_TASK ITEM_
Take each line from the entries that holds "CircuitOpen" and copy it out.

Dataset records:
#####

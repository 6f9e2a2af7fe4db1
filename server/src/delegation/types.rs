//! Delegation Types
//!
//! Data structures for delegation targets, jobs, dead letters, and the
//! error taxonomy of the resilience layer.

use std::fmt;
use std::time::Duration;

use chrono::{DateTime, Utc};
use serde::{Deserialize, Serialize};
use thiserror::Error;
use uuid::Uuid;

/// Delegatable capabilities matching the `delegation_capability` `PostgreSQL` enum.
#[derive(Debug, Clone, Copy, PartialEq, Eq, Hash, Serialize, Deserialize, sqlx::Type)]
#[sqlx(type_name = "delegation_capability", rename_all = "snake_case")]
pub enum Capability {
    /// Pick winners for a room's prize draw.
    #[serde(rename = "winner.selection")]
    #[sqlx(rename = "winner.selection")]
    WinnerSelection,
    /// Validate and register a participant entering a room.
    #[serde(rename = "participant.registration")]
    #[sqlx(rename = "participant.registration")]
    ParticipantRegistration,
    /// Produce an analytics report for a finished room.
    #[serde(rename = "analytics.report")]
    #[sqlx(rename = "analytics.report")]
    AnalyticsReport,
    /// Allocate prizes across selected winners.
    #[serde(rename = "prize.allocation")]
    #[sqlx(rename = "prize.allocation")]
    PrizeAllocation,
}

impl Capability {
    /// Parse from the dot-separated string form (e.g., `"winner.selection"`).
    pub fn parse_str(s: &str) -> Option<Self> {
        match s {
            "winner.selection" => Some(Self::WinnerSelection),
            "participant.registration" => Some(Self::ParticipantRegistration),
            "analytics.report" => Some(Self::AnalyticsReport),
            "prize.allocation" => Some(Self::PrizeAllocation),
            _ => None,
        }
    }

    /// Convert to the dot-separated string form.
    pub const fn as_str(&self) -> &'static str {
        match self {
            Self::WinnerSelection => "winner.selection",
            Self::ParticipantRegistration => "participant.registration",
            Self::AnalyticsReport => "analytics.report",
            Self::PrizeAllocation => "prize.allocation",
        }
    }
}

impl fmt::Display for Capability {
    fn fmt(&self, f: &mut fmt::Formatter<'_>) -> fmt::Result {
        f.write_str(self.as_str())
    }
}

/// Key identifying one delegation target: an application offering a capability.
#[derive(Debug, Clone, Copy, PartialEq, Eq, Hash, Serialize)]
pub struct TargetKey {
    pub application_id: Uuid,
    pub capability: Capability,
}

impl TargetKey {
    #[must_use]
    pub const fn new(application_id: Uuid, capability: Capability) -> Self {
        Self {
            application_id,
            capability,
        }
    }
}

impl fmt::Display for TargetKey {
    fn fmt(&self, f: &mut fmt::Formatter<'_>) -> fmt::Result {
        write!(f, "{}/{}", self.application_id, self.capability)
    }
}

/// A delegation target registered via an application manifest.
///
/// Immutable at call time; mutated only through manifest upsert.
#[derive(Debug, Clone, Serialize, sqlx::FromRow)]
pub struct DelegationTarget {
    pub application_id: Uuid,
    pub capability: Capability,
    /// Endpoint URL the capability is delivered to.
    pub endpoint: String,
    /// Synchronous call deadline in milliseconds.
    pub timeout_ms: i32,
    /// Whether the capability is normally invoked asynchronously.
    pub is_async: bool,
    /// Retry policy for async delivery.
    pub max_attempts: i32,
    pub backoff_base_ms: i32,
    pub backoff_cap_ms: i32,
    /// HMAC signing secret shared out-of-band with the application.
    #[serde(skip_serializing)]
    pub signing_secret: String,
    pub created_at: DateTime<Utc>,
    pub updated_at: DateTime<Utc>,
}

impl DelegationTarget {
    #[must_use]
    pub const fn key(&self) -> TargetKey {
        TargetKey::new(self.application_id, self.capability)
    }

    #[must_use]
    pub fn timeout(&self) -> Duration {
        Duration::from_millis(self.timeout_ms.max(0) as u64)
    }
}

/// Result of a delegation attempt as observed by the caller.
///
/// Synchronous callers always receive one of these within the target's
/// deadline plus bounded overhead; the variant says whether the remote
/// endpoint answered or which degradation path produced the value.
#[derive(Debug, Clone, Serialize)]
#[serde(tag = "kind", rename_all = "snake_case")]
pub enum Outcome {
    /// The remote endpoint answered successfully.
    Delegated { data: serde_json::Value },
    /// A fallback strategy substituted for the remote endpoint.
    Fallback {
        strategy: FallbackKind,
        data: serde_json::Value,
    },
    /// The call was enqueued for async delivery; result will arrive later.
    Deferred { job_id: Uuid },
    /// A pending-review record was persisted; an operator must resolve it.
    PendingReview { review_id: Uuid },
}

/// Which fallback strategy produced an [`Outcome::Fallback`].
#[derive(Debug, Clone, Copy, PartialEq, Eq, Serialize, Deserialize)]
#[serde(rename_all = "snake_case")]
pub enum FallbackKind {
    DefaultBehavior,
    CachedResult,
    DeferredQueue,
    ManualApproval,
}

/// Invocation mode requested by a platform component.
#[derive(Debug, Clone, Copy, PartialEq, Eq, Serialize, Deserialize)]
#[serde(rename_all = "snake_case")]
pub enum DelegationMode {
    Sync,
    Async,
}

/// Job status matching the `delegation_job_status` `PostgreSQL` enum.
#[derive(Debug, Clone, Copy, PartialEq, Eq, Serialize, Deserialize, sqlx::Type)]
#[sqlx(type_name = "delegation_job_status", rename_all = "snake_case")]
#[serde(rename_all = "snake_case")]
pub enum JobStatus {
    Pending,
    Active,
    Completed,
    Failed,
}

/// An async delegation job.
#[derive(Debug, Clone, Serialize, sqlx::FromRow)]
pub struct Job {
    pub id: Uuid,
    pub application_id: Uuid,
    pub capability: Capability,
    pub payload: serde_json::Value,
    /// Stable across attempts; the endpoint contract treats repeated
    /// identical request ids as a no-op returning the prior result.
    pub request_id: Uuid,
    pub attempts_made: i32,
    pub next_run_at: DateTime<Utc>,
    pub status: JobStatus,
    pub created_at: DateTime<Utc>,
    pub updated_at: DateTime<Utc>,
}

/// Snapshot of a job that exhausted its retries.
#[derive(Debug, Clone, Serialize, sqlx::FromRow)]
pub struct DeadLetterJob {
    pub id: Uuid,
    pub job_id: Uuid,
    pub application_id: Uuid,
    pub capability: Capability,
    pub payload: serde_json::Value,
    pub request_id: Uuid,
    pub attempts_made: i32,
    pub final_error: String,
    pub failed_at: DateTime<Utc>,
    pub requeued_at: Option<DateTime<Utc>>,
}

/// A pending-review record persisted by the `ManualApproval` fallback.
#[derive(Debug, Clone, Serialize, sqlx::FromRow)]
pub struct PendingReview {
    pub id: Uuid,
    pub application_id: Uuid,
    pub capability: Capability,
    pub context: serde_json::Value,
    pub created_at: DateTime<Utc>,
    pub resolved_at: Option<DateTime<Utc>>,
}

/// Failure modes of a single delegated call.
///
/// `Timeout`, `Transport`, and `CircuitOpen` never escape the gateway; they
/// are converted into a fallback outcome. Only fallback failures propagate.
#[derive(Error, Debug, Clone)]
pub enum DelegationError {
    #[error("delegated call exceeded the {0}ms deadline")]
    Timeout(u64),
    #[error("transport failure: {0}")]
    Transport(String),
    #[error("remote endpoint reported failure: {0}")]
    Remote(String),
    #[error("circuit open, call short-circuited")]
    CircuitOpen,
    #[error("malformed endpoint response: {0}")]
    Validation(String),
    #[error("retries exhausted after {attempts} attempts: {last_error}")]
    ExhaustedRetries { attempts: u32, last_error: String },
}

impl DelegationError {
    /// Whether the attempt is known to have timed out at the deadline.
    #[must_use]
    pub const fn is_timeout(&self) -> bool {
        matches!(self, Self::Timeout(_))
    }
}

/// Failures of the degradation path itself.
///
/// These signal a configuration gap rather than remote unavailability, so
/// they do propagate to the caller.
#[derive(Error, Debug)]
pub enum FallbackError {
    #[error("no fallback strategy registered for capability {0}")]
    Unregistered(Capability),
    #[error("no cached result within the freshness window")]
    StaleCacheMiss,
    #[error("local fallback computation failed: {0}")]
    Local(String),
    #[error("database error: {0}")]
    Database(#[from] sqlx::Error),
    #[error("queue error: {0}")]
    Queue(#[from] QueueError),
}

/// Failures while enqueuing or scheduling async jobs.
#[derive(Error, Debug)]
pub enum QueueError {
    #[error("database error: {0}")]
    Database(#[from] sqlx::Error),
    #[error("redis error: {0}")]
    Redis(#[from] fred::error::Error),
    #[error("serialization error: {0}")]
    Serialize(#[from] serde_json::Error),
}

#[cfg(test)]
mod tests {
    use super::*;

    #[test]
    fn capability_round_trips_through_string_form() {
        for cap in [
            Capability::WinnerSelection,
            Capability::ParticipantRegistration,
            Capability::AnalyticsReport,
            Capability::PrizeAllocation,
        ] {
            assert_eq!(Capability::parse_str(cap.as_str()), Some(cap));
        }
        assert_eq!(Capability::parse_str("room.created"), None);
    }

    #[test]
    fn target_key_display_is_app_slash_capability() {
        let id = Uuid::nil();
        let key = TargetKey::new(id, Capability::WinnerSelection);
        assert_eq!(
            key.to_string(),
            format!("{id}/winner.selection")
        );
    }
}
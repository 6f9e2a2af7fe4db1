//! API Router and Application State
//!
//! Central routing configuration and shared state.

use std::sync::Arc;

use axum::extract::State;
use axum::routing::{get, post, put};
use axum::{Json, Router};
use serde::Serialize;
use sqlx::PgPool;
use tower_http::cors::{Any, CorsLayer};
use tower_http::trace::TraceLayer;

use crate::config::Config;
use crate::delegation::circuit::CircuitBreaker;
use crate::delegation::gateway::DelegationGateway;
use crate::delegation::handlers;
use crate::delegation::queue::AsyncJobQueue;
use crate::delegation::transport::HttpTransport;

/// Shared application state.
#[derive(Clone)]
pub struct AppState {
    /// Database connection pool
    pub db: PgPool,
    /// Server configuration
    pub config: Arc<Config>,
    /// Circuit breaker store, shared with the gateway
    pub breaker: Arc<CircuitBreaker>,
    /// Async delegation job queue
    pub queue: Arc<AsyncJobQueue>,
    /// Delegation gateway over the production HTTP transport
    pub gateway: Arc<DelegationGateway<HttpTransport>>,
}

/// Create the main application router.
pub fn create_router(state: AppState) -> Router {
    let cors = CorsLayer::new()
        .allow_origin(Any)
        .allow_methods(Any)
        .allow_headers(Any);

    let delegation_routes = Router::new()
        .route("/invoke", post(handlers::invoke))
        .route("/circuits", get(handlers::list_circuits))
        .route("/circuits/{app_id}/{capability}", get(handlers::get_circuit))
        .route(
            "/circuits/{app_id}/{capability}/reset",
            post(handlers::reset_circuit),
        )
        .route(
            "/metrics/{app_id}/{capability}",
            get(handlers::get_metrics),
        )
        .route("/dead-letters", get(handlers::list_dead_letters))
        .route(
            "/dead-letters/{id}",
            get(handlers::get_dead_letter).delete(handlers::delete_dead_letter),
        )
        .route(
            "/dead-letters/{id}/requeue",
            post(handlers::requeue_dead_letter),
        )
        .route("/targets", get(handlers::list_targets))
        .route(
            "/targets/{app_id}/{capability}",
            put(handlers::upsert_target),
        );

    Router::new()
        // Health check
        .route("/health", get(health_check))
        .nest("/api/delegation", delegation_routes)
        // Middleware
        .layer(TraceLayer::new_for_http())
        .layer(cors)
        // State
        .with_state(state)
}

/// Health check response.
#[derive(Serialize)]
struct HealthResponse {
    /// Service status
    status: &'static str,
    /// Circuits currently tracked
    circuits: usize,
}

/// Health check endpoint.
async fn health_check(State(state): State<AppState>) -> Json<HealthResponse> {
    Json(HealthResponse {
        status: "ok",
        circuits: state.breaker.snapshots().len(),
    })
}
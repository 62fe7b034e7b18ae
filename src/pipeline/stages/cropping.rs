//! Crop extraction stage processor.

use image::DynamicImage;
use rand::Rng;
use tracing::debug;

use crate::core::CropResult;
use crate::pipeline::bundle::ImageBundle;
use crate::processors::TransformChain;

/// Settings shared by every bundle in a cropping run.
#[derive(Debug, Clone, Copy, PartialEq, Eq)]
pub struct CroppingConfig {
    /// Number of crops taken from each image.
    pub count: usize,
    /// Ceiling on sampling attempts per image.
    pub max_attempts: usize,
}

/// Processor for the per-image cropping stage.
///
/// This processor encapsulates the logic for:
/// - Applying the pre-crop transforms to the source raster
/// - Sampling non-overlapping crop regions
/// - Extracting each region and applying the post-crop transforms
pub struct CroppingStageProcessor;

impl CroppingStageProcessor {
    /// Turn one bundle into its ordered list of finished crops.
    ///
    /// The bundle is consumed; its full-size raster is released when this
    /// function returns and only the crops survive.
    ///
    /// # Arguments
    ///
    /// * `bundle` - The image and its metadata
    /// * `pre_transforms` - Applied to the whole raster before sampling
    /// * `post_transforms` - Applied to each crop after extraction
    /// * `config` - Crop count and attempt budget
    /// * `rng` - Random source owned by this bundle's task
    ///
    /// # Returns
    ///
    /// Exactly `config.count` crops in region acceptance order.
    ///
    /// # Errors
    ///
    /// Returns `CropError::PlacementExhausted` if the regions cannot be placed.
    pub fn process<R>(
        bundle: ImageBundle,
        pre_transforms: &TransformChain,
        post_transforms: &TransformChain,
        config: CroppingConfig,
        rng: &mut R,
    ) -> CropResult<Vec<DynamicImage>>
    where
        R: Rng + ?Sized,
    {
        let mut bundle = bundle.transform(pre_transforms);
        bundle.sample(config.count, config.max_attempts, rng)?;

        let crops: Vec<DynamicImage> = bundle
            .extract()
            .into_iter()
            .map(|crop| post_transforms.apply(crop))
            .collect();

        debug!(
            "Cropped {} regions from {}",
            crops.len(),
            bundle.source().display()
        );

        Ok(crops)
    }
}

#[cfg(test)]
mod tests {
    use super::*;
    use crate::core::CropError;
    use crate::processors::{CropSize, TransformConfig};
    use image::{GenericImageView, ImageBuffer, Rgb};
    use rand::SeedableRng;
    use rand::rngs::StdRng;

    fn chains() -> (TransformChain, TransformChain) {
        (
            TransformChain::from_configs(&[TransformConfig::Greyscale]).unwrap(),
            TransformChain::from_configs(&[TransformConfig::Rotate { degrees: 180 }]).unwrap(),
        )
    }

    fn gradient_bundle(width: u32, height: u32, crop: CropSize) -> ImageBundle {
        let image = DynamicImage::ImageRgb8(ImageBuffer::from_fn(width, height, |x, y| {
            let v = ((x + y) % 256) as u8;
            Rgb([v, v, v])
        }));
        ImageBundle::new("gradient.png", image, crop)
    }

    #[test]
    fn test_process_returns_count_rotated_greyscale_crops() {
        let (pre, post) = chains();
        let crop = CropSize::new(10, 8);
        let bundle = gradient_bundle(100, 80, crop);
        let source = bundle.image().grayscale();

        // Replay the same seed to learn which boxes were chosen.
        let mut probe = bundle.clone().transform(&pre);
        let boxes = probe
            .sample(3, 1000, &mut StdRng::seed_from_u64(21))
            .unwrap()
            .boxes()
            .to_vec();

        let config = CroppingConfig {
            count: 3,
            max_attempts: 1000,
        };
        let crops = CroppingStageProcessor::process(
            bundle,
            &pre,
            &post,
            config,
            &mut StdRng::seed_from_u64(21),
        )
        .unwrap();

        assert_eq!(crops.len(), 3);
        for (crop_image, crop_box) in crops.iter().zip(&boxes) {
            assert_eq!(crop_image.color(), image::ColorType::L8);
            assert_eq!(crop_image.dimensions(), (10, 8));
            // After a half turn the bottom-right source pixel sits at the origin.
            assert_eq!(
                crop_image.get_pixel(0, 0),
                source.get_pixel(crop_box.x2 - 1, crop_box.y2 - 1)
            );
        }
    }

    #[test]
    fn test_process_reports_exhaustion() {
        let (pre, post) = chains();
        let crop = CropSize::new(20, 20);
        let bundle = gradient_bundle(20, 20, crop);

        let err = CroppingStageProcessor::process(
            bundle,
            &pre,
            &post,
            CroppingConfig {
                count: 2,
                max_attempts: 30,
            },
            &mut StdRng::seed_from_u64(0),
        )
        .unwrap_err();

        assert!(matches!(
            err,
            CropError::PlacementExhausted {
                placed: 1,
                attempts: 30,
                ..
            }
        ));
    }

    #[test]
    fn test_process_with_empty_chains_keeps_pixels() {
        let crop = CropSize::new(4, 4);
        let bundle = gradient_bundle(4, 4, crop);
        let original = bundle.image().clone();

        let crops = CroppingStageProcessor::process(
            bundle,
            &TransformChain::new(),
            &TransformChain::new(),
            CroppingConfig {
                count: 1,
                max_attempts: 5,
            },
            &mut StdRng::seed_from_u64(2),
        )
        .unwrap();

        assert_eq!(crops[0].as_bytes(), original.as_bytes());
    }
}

#####

_EXERCISE ANSWER_
/// `Timeout`, `Transport`, and `CircuitOpen` never escape the gateway; they
    CircuitOpen,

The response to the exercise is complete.